→ What the task asks
Go through the data and copy each line where the string "SampleListItem" appears.
* * * * * * * * *
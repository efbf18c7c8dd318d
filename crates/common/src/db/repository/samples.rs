//! Sample listing and vocabulary lookups

use super::{scoped_station_ids, Repository};
use crate::db::models::*;
use crate::dto::*;
use crate::errors::Result;
use sea_orm::{ColumnTrait, EntityTrait, QueryFilter, QueryOrder, QuerySelect, QueryTrait};
use std::collections::HashMap;

impl Repository {
    /// Samples matching the filter, ordered by id
    pub async fn list_samples(&self, filter: &SampleFilter) -> Result<Vec<Sample>> {
        let scope = filter.scope();
        let mut query = SampleEntity::find();

        if !scope.is_unrestricted() {
            query = query.filter(SampleColumn::StationId.in_subquery(scoped_station_ids(&scope)));
        }
        if let Some(ref value) = filter.sample_type {
            query = query.filter(SampleColumn::SampleType.eq(value.as_str()));
        }
        if let Some(ref value) = filter.matrix_type {
            query = query.filter(SampleColumn::MatrixType.eq(value.as_str()));
        }
        if let Some(ref value) = filter.habitat_type {
            query = query.filter(SampleColumn::HabitatType.eq(value.as_str()));
        }
        if let Some(ref value) = filter.analysis {
            query = query.filter(SampleColumn::Analysis.eq(value.as_str()));
        }

        query
            .order_by_asc(SampleColumn::Id)
            .all(self.read_conn())
            .await
            .map_err(Into::into)
    }

    /// Samples with station, cruise and contractor names attached
    pub async fn sample_listing(&self, filter: &SampleFilter) -> Result<Vec<SampleListItem>> {
        let samples = self.list_samples(filter).await?;

        let station_ids: Vec<i32> = samples.iter().map(|s| s.station_id).collect();
        let stations: HashMap<i32, Station> = self
            .rows_in::<StationEntity>(StationColumn::Id, &station_ids, StationColumn::Id)
            .await?
            .into_iter()
            .map(|s| (s.id, s))
            .collect();

        let cruise_ids: Vec<i32> = stations.values().map(|s| s.cruise_id).collect();
        let cruises: HashMap<i32, Cruise> = self
            .rows_in::<CruiseEntity>(CruiseColumn::Id, &cruise_ids, CruiseColumn::Id)
            .await?
            .into_iter()
            .map(|c| (c.id, c))
            .collect();

        let contractor_ids: Vec<i32> = cruises.values().map(|c| c.contractor_id).collect();
        let contractors: HashMap<i32, Contractor> = self
            .rows_in::<ContractorEntity>(ContractorColumn::Id, &contractor_ids, ContractorColumn::Id)
            .await?
            .into_iter()
            .map(|c| (c.id, c))
            .collect();

        Ok(samples
            .iter()
            .map(|sample| {
                let station = stations.get(&sample.station_id);
                let cruise = station.and_then(|s| cruises.get(&s.cruise_id));
                let contractor = cruise.and_then(|c| contractors.get(&c.contractor_id));

                SampleListItem {
                    sample: SampleDto::from(sample),
                    station_code: station.map(|s| s.code.clone()),
                    cruise_id: cruise.map(|c| c.id),
                    cruise_name: cruise.map(|c| c.name.clone()),
                    contractor_id: contractor.map(|c| c.id),
                    contractor_name: contractor.map(|c| c.name.clone()),
                }
            })
            .collect())
    }

    /// Distinct non-null values of a sample text column, alphabetical
    async fn distinct_sample_values(&self, column: SampleColumn) -> Result<Vec<String>> {
        SampleEntity::find()
            .select_only()
            .column(column)
            .distinct()
            .filter(column.is_not_null())
            .order_by_asc(column)
            .into_tuple::<String>()
            .all(self.read_conn())
            .await
            .map_err(Into::into)
    }

    pub async fn sample_types(&self) -> Result<Vec<String>> {
        self.distinct_sample_values(SampleColumn::SampleType).await
    }

    pub async fn matrix_types(&self) -> Result<Vec<String>> {
        self.distinct_sample_values(SampleColumn::MatrixType).await
    }

    pub async fn habitat_types(&self) -> Result<Vec<String>> {
        self.distinct_sample_values(SampleColumn::HabitatType).await
    }

    pub async fn analyses(&self) -> Result<Vec<String>> {
        self.distinct_sample_values(SampleColumn::Analysis).await
    }

    /// Stations that have at least one sample
    pub async fn sample_stations(&self) -> Result<Vec<StationOption>> {
        let stations = StationEntity::find()
            .filter(
                StationColumn::Id.in_subquery(
                    SampleEntity::find()
                        .select_only()
                        .column(SampleColumn::StationId)
                        .into_query(),
                ),
            )
            .order_by_asc(StationColumn::Code)
            .all(self.read_conn())
            .await?;

        Ok(stations
            .into_iter()
            .map(|s| StationOption { id: s.id, code: s.code, cruise_id: s.cruise_id })
            .collect())
    }

    /// Cruises that have at least one sample
    pub async fn sample_cruises(&self) -> Result<Vec<LookupOption>> {
        let cruises = CruiseEntity::find()
            .filter(
                CruiseColumn::Id.in_subquery(
                    StationEntity::find()
                        .select_only()
                        .column(StationColumn::CruiseId)
                        .inner_join(SampleEntity)
                        .into_query(),
                ),
            )
            .order_by_asc(CruiseColumn::Name)
            .all(self.read_conn())
            .await?;

        Ok(cruises.iter().map(LookupOption::from).collect())
    }

    /// Contractors that have at least one sample
    pub async fn sample_contractors(&self) -> Result<Vec<LookupOption>> {
        let contractors = ContractorEntity::find()
            .filter(
                ContractorColumn::Id.in_subquery(
                    CruiseEntity::find()
                        .select_only()
                        .column(CruiseColumn::ContractorId)
                        .filter(
                            CruiseColumn::Id.in_subquery(
                                StationEntity::find()
                                    .select_only()
                                    .column(StationColumn::CruiseId)
                                    .inner_join(SampleEntity)
                                    .into_query(),
                            ),
                        )
                        .into_query(),
                ),
            )
            .order_by_asc(ContractorColumn::Name)
            .all(self.read_conn())
            .await?;

        Ok(contractors.iter().map(LookupOption::from).collect())
    }

    pub async fn qualifiers(&self) -> Result<Vec<Qualifier>> {
        QualifierEntity::find()
            .order_by_asc(QualifierColumn::Code)
            .all(self.read_conn())
            .await
            .map_err(Into::into)
    }

    pub async fn valid_values(&self, field: Option<&str>) -> Result<Vec<ValidValue>> {
        let mut query = ValidValueEntity::find();
        if let Some(field) = field {
            query = query.filter(ValidValueColumn::Field.eq(field));
        }

        query
            .order_by_asc(ValidValueColumn::Field)
            .order_by_asc(ValidValueColumn::Id)
            .all(self.read_conn())
            .await
            .map_err(Into::into)
    }
}

#[cfg(test)]
mod tests {
    use super::*;
    use crate::db::testing::seeded_pool;

    async fn repo() -> Repository {
        Repository::new(seeded_pool().await)
    }

    #[tokio::test]
    async fn test_sample_listing_carries_lineage() {
        let repo = repo().await;
        let filter = SampleFilter { contractor_id: Some(6), sample_type: Some("Sulphide".into()), ..Default::default() };

        let items = repo.sample_listing(&filter).await.unwrap();
        assert_eq!(items.iter().map(|i| i.sample.id).collect::<Vec<_>>(), vec![10, 12, 13, 14]);
        assert!(items.iter().all(|i| i.contractor_id == Some(6)));
        assert_eq!(items[0].station_code.as_deref(), Some("TAG-ST01"));
        assert_eq!(items[0].cruise_name.as_deref(), Some("LOG-37"));
    }

    #[tokio::test]
    async fn test_vocabulary_lookups() {
        let repo = repo().await;
        assert_eq!(
            repo.sample_types().await.unwrap(),
            vec!["Biology", "Nodule", "Sediment", "Sulphide", "Water"]
        );
        assert!(repo.analyses().await.unwrap().contains(&"Copper".to_string()));
        assert_eq!(repo.qualifiers().await.unwrap().len(), 4);
        assert_eq!(repo.valid_values(Some("media_type")).await.unwrap().len(), 2);
    }

    #[tokio::test]
    async fn test_sample_contractors_are_those_with_samples() {
        let repo = repo().await;
        let contractors = repo.sample_contractors().await.unwrap();
        assert_eq!(contractors.len(), 7);

        let stations = repo.sample_stations().await.unwrap();
        // IOM-ST02 has no samples
        assert!(stations.iter().all(|s| s.code != "IOM-ST02"));
    }
}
* * * * * * * * *
→ Output of the exercise
    pub async fn sample_listing(&self, filter: &SampleFilter) -> Result<Vec<SampleListItem>> {
                SampleListItem {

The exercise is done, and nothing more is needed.